Soon after his marriage the old lady was good enough to come and pay him a visit — just for a fortnight — at his pretty little cottage, Kennington Oval; and, such is her affection for the place, has never quitted it these four years. She has also brought her son, Nelson Collingwood Chuff, to live with her; but he is not so much at home as his mamma, going as a day-boy to Merchant Taylors’ School, where he is getting a sound classical education.

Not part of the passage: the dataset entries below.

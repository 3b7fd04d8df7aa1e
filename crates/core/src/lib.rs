//! Core of the weekly trade aggregation job.
//!
//! Raw rows flow through [`Normalizer`] → [`Aggregator`] → [`Ranker`] and are
//! packaged into a [`Report`]. [`Pipeline`] runs the stages in order. Nothing
//! here touches the filesystem; loading and exporting live in the data crate.

pub mod aggregator;
pub mod config;
pub mod config_loader;
pub mod error;
pub mod normalizer;
pub mod pipeline;
pub mod ranker;
pub mod report;
pub mod summary_formatter;
pub mod trade;
pub mod validation;
pub mod week;

pub use aggregator::{AggregatedMetrics, AggregationKey, AggregationTable, Aggregator};
pub use config::{
    AppConfig, FillValue, InputConfig, NullTimestampPolicy, OutputConfig, PipelineConfig,
    PipelineSettings, PnlSource, RankLevel,
};
pub use config_loader::ConfigLoader;
pub use error::{PipelineError, RecordError};
pub use normalizer::{NormalizationStats, NormalizedBatch, Normalizer};
pub use pipeline::Pipeline;
pub use ranker::{RankedEntry, Ranker};
pub use report::{ChartData, Report, RunSummary, SymbolVolume, TierSeries, WeeklyVolume};
pub use summary_formatter::SummaryFormatter;
pub use trade::{ClientType, RawTrade, Side, Trade};
pub use validation::{FormatIssue, FormatReport};
pub use week::WeekAnchor;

If these beings, so closely allied to his wife, and so justly dear to her, may be considered as drawbacks to Maine’s happiness, what man is there that has not some things in life to complain of? And when I first knew Mr. Maine, no man seemed more comfortable than he. His cottage was a picture of elegance and comfort; his table and cellar were excellently and neatly supplied. There was every enjoyment, but no ostentation. The omnibus took him to business of a morning; the boat brought him back to the happiest of homes, where he would while away the long evenings by reading out the fashionable novels to the ladies as they worked; or accompany his wife on the flute (which he played elegantly); or in any one of the hundred pleasing and innocent amusements of the domestic circle. Mrs. Chuff covered the drawing-rooms with prodigious tapestries, the work of her hands. Mrs. Sackville had a particular genius for making covers of tape or network for these tapestried cushions. She could make home-made wines. She could make preserves and pickles. She had an album, into which, during the time of his courtship, Sackville Maine bad written choice scraps of Byron’s and Moore’s poetry, analogous to his own situation, and in a fine mercantile hand. She had a large manuscript receipt-book — every quality, in a word, which indicated a virtuous and well-bred English female mind.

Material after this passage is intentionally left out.